Non-polio enteroviruses have been suspected as the primary culprits causing acute flaccid myelitis (AFM).

However, it is clear now that other viruses can cause the illness, noted Emily Erbelding, MD, MPH, director of the Division of Microbiology and Infectious Diseases at the National Institutes of Health (NIH) during a July 21 CDC-sponsored presentation on AFM.1

Erbelding noted there is evidence to suggest many, if not most, cases of AFM detected over the past few years were caused by enterovirus D68 (EV-D68).

“We don’t understand whether the virus damages motor neurons directly or whether the host immune response causes this damage,” she said. “We also don’t understand why some children are uniquely vulnerable to this condition if they become infected with EV-D68 and whether there is some genetic susceptibility.”

These are some of the key questions investigators are seeking to answer in AFM-focused research studies. One notable example is an NIH-funded AFM natural history study coordinated by the University of Alabama Birmingham.2

“The study will allow a large number of sites to collect the standard set of specimens and clinical data according to a common protocol,” Erbelding explained. “It will also support specimen collection in household contacts. This will allow for researchers to define why some children are vulnerable to AFM when their siblings who might also be infected with the same virus do not suffer the same consequences.”

NIH researchers anticipate approximately 40 sites in four different countries will be participating in the study. About half these sites have been activated already, according to Erbelding.

“The sites are diverse in geographic location, and that will allow for a collection of specimens over time so that research can describe the evolution of the virus and also any genetic mutation that might evolve,” she observed. The NIH also is in the early stages of developing a vaccine for EV-D68, according to Erbelding. She noted the agency has been actively collaborating with organizations like the CDC as well as academic investigators and members of affected families to strengthen AFM research efforts.

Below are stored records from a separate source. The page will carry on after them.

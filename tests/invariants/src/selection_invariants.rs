//! Property-based tests for validator set selection.
//!
//! Properties tested:
//! 1. The selected set never exceeds `max_validator_count`.
//! 2. The set is ordered by power descending, then address ascending.
//! 3. Every validator ranked past the cap is deactivated.
//! 4. Selecting twice without state changes emits no updates.

#[cfg(test)]
mod tests {
    use {
        proptest::prelude::*,
        solana_pubkey::Pubkey,
        trv1_staking::{
            BlockContext, InactiveReason, MemStore, StakingParams, Validator, ValidatorRegistry,
            ValidatorSetSelector,
        },
    };

    fn address(index: usize) -> Pubkey {
        Pubkey::new_from_array([index as u8 + 1; 32])
    }

    fn populate(powers: &[u64]) -> MemStore {
        let mut store = MemStore::new();
        let mut registry = ValidatorRegistry::new(&mut store);
        for (i, &power) in powers.iter().enumerate() {
            registry
                .create_validator(&Validator {
                    bond_tokens: power,
                    ..Validator::new(address(i), address(i), 0)
                })
                .unwrap();
        }
        store
    }

    // ━━━━━━━━━━━━━━━━━━━━━━━━━━━━━━━━━━━━━━━━━━━━━━━━━━━━━━━━━━━━━━━━━━━━
    // 1. Cap, ordering and eviction
    // ━━━━━━━━━━━━━━━━━━━━━━━━━━━━━━━━━━━━━━━━━━━━━━━━━━━━━━━━━━━━━━━━━━━━

    proptest! {
        #![proptest_config(ProptestConfig::with_cases(300))]

        #[test]
        fn selection_is_capped_ordered_and_idempotent(
            powers in prop::collection::vec(0..=50u64, 0..30),
            max_validator_count in 1..=10u64,
        ) {
            let params = StakingParams {
                max_validator_count,
                ..Default::default()
            };
            let mut store = populate(&powers);

            let mut selector = ValidatorSetSelector::new(&mut store, &params);
            let updates = selector.select(&BlockContext::new(1, 10)).unwrap();
            let set = selector.last_validator_set().unwrap();

            // ── INVARIANT: |set| <= cap, no zero-power members ──
            prop_assert!(set.len() as u64 <= max_validator_count);
            prop_assert!(set.iter().all(|member| member.power > 0));
            // First selection announces every member.
            prop_assert_eq!(&updates, &set);

            // ── INVARIANT: power descending, address ascending on ties ──
            for pair in set.windows(2) {
                prop_assert!(
                    (pair[0].power, std::cmp::Reverse(pair[0].address))
                        > (pair[1].power, std::cmp::Reverse(pair[1].address))
                );
            }

            // ── INVARIANT: nothing changed, nothing to report ──
            prop_assert!(selector.select(&BlockContext::new(2, 20)).unwrap().is_empty());
            prop_assert_eq!(selector.last_validator_set().unwrap(), set.clone());

            // ── INVARIANT: powered validators outside the set were evicted ──
            let registry = ValidatorRegistry::new(&mut store);
            for (i, &power) in powers.iter().enumerate() {
                let record = registry.require_validator(&address(i)).unwrap();
                let selected = set.iter().any(|member| member.address == address(i));
                if selected || power == 0 {
                    prop_assert!(record.is_active());
                } else {
                    prop_assert!(!record.is_active());
                    prop_assert_eq!(
                        record.inactive_reason,
                        Some(InactiveReason::MaxValidatorCount)
                    );
                    prop_assert_eq!(record.inactive_height, 1);
                }
            }
        }
    }
}
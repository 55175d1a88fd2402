//! Property-based tests for the liveness window.
//!
//! Properties tested:
//! 1. The missed-block counter equals the number of missed slots stored.
//! 2. The counter never exceeds the window length.
//! 3. A validator is deactivated exactly when the counter passes the
//!    tolerance, and never if it always signs.

#[cfg(test)]
mod tests {
    use {
        proptest::prelude::*,
        solana_pubkey::Pubkey,
        trv1_staking::{
            BlockContext, InactiveReason, LivenessTracker, MemStore, StakingParams, Validator,
            ValidatorRegistry,
        },
    };

    fn validator() -> Pubkey {
        Pubkey::new_from_array([7; 32])
    }

    fn window_params() -> impl Strategy<Value = StakingParams> {
        (1..=16u64)
            .prop_flat_map(|len| (Just(len), 0..=len))
            .prop_map(|(voting_window_len, min_voting_count)| StakingParams {
                voting_window_len,
                min_voting_count,
                ..Default::default()
            })
    }

    fn store_with_validator() -> MemStore {
        let mut store = MemStore::new();
        ValidatorRegistry::new(&mut store)
            .create_validator(&Validator::new(validator(), validator(), 0))
            .unwrap();
        store
    }

    // ━━━━━━━━━━━━━━━━━━━━━━━━━━━━━━━━━━━━━━━━━━━━━━━━━━━━━━━━━━━━━━━━━━━━
    // 1. Counter bookkeeping
    // ━━━━━━━━━━━━━━━━━━━━━━━━━━━━━━━━━━━━━━━━━━━━━━━━━━━━━━━━━━━━━━━━━━━━

    proptest! {
        #![proptest_config(ProptestConfig::with_cases(300))]

        #[test]
        fn counter_matches_window(
            params in window_params(),
            votes in prop::collection::vec(prop::bool::weighted(0.8), 1..80),
        ) {
            let mut store = store_with_validator();
            let mut tracker = LivenessTracker::new(&mut store, &params);

            for (i, &signed) in votes.iter().enumerate() {
                let height = i as u64 + 1;
                let ctx = BlockContext::new(height, height as i64);
                let deactivated = tracker
                    .handle_validator_vote(&ctx, &validator(), signed)
                    .unwrap();

                let info = tracker.get_vote_info(&validator()).unwrap().unwrap();
                let missed = tracker
                    .iterate_window_bits(&validator())
                    .unwrap()
                    .iter()
                    .filter(|(_, signed)| !signed)
                    .count() as u64;

                // ── INVARIANT: counter == stored misses <= window ──
                prop_assert_eq!(info.missed_blocks_counter, missed);
                prop_assert!(info.missed_blocks_counter <= params.voting_window_len);

                // ── INVARIANT: deactivation exactly at the threshold ──
                prop_assert_eq!(
                    deactivated,
                    info.missed_blocks_counter > params.max_missed_blocks()
                );
                if deactivated {
                    break;
                }
            }
        }
    }

    // ━━━━━━━━━━━━━━━━━━━━━━━━━━━━━━━━━━━━━━━━━━━━━━━━━━━━━━━━━━━━━━━━━━━━
    // 2. Always-signing validators are never deactivated
    // ━━━━━━━━━━━━━━━━━━━━━━━━━━━━━━━━━━━━━━━━━━━━━━━━━━━━━━━━━━━━━━━━━━━━

    proptest! {
        #![proptest_config(ProptestConfig::with_cases(100))]

        #[test]
        fn always_signing_never_deactivated(
            params in window_params(),
            blocks in 1..200u64,
        ) {
            let mut store = store_with_validator();
            let mut tracker = LivenessTracker::new(&mut store, &params);
            for height in 1..=blocks {
                let deactivated = tracker
                    .handle_validator_vote(&BlockContext::new(height, 0), &validator(), true)
                    .unwrap();
                prop_assert!(!deactivated);
            }
            prop_assert!(tracker.iterate_window_bits(&validator()).unwrap().is_empty());

            let record = ValidatorRegistry::new(&mut store)
                .require_validator(&validator())
                .unwrap();
            prop_assert!(record.is_active());
            prop_assert_ne!(record.inactive_reason, Some(InactiveReason::MissedVotes));
        }
    }
}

“There is much more to do in this area,” she said. “We have ongoing efforts to develop and improve animal models for AFM, to improve our diagnostic tests, to develop possible therapeutics such as monoclonal antibodies, and to continue with EV-D68 vaccine development.”

REFERENCES

  1. Centers for Disease Control and Prevention. Public health grand rounds. Acute flaccid myelitis: Answering questions through national collaboration. July 21, 2020.
  2. National Institutes of Health. NIH awards contract for acute flaccid myelitis natural history study. July 23, 2019.